Nosso personagem onde se encontrava? Simplesmente num ônibus do mar. Não, não estou enganada...trata-se de uma excentricidade, creio que só da Paraíba. São carcaças de ônibus acopladas a barcos que fazem a travessia de Cabedelo para Forte Velho. Nós passageiros vamos dentro do tal ônibus, com direito a chuva de mar no rosto. Imagina agora tudo isso, com nossa personagem, como passageira a declamar versos. Liricamente embriagada dizia.
Se a vida fosse boa,
Se a gente nunca morresse,
Se o mar fosse de cachaça
Eu queria ser um peixe.
Se o mar fosse um caderno,
E as águas papel pautado,
Não cabia as cachaças,
Que eu tenho tomado.
A sua poesia falava de mar, de cachaça, de desejos. Parecia um abafado grito de socorro.Era um grito de solidão.

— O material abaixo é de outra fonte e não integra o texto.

//! The `quire` command line.
//!
//! [`cmd::build`] runs one full build and reports per-file failures;
//! [`cmd::watch`] keeps a [`Builder`] alive, rebuilds incrementally on file
//! events, and pushes `reload` / `css-reload` messages through [`server`].
//!
//! ```no_run
//! use std::path::Path;
//!
//! let stats = quire::cmd::build::run(Path::new("quire.toml"), None, false).unwrap();
//! for failure in &stats.failures {
//!     eprintln!("{}: {}", failure.path.display(), failure.message);
//! }
//! ```

pub mod cmd;
pub mod server;

pub use quire_core::Config;
pub use quire_generator::{BuildStats, Builder};

/// Install the global subscriber. Each `-v` raises the floor from WARN
/// (INFO, DEBUG, then TRACE); `RUST_LOG` directives still apply on top.
pub fn init_tracing(verbose: u8) {
    use tracing_subscriber::{layer::SubscriberExt, util::SubscriberInitExt};

    let level = match verbose {
        0 => tracing::Level::WARN,
        1 => tracing::Level::INFO,
        2 => tracing::Level::DEBUG,
        _ => tracing::Level::TRACE,
    };

    tracing_subscriber::registry()
        .with(tracing_subscriber::fmt::layer())
        .with(tracing_subscriber::EnvFilter::from_default_env().add_directive(level.into()))
        .init();
}
//! Watch command - development server with live reload

use std::{
    collections::BTreeSet,
    fs,
    path::{Component, Path, PathBuf},
    sync::Arc,
    time::Duration,
};

use color_eyre::eyre::{Result, WrapErr};
use notify::{EventKind, RecommendedWatcher, RecursiveMode, Watcher, event::ModifyKind};
use quire_generator::{BuildStats, Builder, EventKind as BuildEventKind, deps::normalize_path};
use tokio::{net::TcpListener, sync::mpsc};

use super::load_config;
use crate::server::{ServerState, create_router, inject_livereload};

/// Debounce interval for file changes.
const DEBOUNCE_MS: u64 = 200;

/// Run the watch command.
///
/// Builds once, then serves the output directory and rebuilds incrementally
/// on changes. Stylesheet-only changes trigger a CSS reload in the browser.
pub async fn run(config_path: &Path, port: u16, open_browser: bool) -> Result<()> {
    tracing::info!(?config_path, port, "Starting watch mode");

    let (mut config, root) = load_config(config_path)?;

    // Enable drafts in development mode
    config.build.drafts = true;

    let mut builder = Builder::new(config, root);
    let output_dir = builder.output_dir().to_path_buf();

    let hook_output = output_dir.clone();
    builder.on(BuildEventKind::AfterBuild, move |_| {
        if let Err(e) = inject_livereload_into_html(&hook_output) {
            tracing::error!(error = %e, "Failed to inject live reload script");
        }
    });

    // Initial build
    tracing::info!("Running initial build...");
    let stats = builder.build().wrap_err("Initial build failed")?;
    print_build_stats(&stats);

    let builder = Arc::new(builder);
    let state = Arc::new(ServerState::new());

    // Setup file watcher
    let (tx, rx) = mpsc::channel::<Vec<PathBuf>>(64);
    let ignored = normalize_path(&output_dir);
    let watch_root = normalize_path(builder.root());

    let mut watcher = RecommendedWatcher::new(
        move |res: Result<notify::Event, notify::Error>| {
            let Ok(event) = res else {
                return;
            };

            if !matches!(
                event.kind,
                EventKind::Modify(ModifyKind::Data(_) | ModifyKind::Any | ModifyKind::Name(_))
                    | EventKind::Create(_)
                    | EventKind::Remove(_)
            ) {
                return;
            }

            let paths = relevant_paths(event.paths, &watch_root, &ignored);
            if !paths.is_empty() {
                let _ = tx.blocking_send(paths);
            }
        },
        notify::Config::default(),
    )
    .wrap_err("Failed to create file watcher")?;

    for target in builder.watch_targets() {
        if !target.exists() {
            tracing::debug!(target = %target.display(), "Watch target does not exist");
            continue;
        }

        let target = normalize_path(&target);
        watcher
            .watch(&target, RecursiveMode::Recursive)
            .wrap_err_with(|| format!("Failed to watch {}", target.display()))?;
        tracing::debug!(target = %target.display(), "Watching");
    }

    tokio::spawn(rebuild_loop(rx, Arc::clone(&builder), Arc::clone(&state)));

    // Start server
    let app = create_router(&output_dir, state);
    let addr = format!("127.0.0.1:{port}");

    let listener = TcpListener::bind(&addr)
        .await
        .wrap_err_with(|| format!("Failed to bind to {addr}"))?;

    println!();
    println!("  Dev server running at http://{addr}");
    println!("  Press Ctrl+C to stop");
    println!();

    if open_browser {
        let _ = open::that(format!("http://{addr}"));
    }

    // Keep watcher alive
    let _watcher = watcher;

    axum::serve(listener, app).await.wrap_err("Server error")?;

    Ok(())
}

/// Drop paths inside the output directory and anything hidden below `root`.
fn relevant_paths(paths: Vec<PathBuf>, root: &Path, ignored: &Path) -> Vec<PathBuf> {
    paths
        .into_iter()
        .map(|path| normalize_path(&path))
        .filter(|path| !path.starts_with(ignored))
        .filter(|path| !is_hidden(path.strip_prefix(root).unwrap_or(path)))
        .collect()
}

/// Whether any component of `path` is a dotfile or dot-directory.
fn is_hidden(path: &Path) -> bool {
    path.components().any(|component| match component {
        Component::Normal(name) => name.to_string_lossy().starts_with('.'),
        _ => false,
    })
}

/// Collect debounced changes and rebuild on a blocking thread.
async fn rebuild_loop(
    mut rx: mpsc::Receiver<Vec<PathBuf>>,
    builder: Arc<Builder>,
    state: Arc<ServerState>,
) {
    while let Some(first) = rx.recv().await {
        let mut changed: BTreeSet<PathBuf> = first.into_iter().collect();

        // Debounce, then drain anything that queued up meanwhile
        tokio::time::sleep(Duration::from_millis(DEBOUNCE_MS)).await;
        while let Ok(more) = rx.try_recv() {
            changed.extend(more);
        }

        let changed: Vec<PathBuf> = changed.into_iter().collect();
        let css_only = builder.is_stylesheet_only(&changed);

        println!();
        println!("  {} file(s) changed, rebuilding...", changed.len());

        let task_builder = Arc::clone(&builder);
        let result =
            tokio::task::spawn_blocking(move || task_builder.build_incremental(&changed)).await;

        match result {
            Ok(Ok(stats)) => {
                println!(
                    "  ✓ Rebuilt {} pages and {} stylesheets in {}ms",
                    stats.pages, stats.stylesheets, stats.duration_ms
                );
                for failure in &stats.failures {
                    eprintln!("  ✗ {}: {}", failure.path.display(), failure.message);
                }

                if css_only {
                    state.notify_css_reload();
                } else {
                    state.notify_reload();
                }
            }
            Ok(Err(e)) => {
                tracing::error!("Rebuild failed: {e}");
                eprintln!("  ✗ Rebuild failed: {e}");
            }
            Err(e) => {
                tracing::error!("Rebuild task panicked: {e}");
            }
        }
    }
}

/// Print build statistics in a user-friendly format.
fn print_build_stats(stats: &BuildStats) {
    println!();
    println!("  Build Statistics:");
    println!("  ─────────────────────────────────");
    println!("  Pages:        {:>6}", stats.pages);
    println!("  Stylesheets:  {:>6}", stats.stylesheets);
    println!("  Partials:     {:>6}", stats.partials);
    println!("  Passthrough:  {:>6}", stats.passthrough);
    println!("  Failures:     {:>6}", stats.failures.len());
    println!("  ─────────────────────────────────");
    println!("  Duration:     {:>6}ms", stats.duration_ms);
    println!();

    for failure in &stats.failures {
        println!("  ✗ {}: {}", failure.path.display(), failure.message);
    }
}

/// Inject the livereload script into all HTML files in the output directory.
fn inject_livereload_into_html(output_dir: &Path) -> Result<usize> {
    let mut injected = 0;

    for entry in walkdir::WalkDir::new(output_dir)
        .into_iter()
        .filter_map(|e| e.ok())
        .filter(|e| e.path().extension().is_some_and(|ext| ext == "html"))
    {
        let path = entry.path();
        let content = fs::read_to_string(path)?;

        if let Some(modified) = inject_livereload(&content) {
            fs::write(path, modified)?;
            injected += 1;
        }
    }

    tracing::debug!(injected, "Injected live reload script");
    Ok(injected)
}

 Uma ternura cresceu dentro de mim pela minha companheira de banco, e de poesia.E, ela continuava, e, cada vez mais eu acreditava o quanto fui ousada quando me acreditei poeta. Poeta é você, minha doce amiga de olhos cor do mar. E, ela continuava:
Eu subi num pau linheiro
Eu desci num pau corcunda,
Eu sou deixo de beber,
Quando acabar o mundo.
E, falava de passado:
De primeiro, antigamente,
Quando uma moça se casava,
Todo mundo admirava,
Mas, hoje a realidade,
A humanidade desfaz.
E, se eu ainda fosse moça,
Eu não casava mais.
Que eu não sou couro de pescoço,
Pra ficar pra frente e prá traz.
E, no balançar das ondas, das rimas tortas, o ônibus continuava seu curso. Estávamos unidas pelos versos, só que minha embriagues era de beleza.
Salve, salve, minha doce poeta de olhos verdes cor do mar!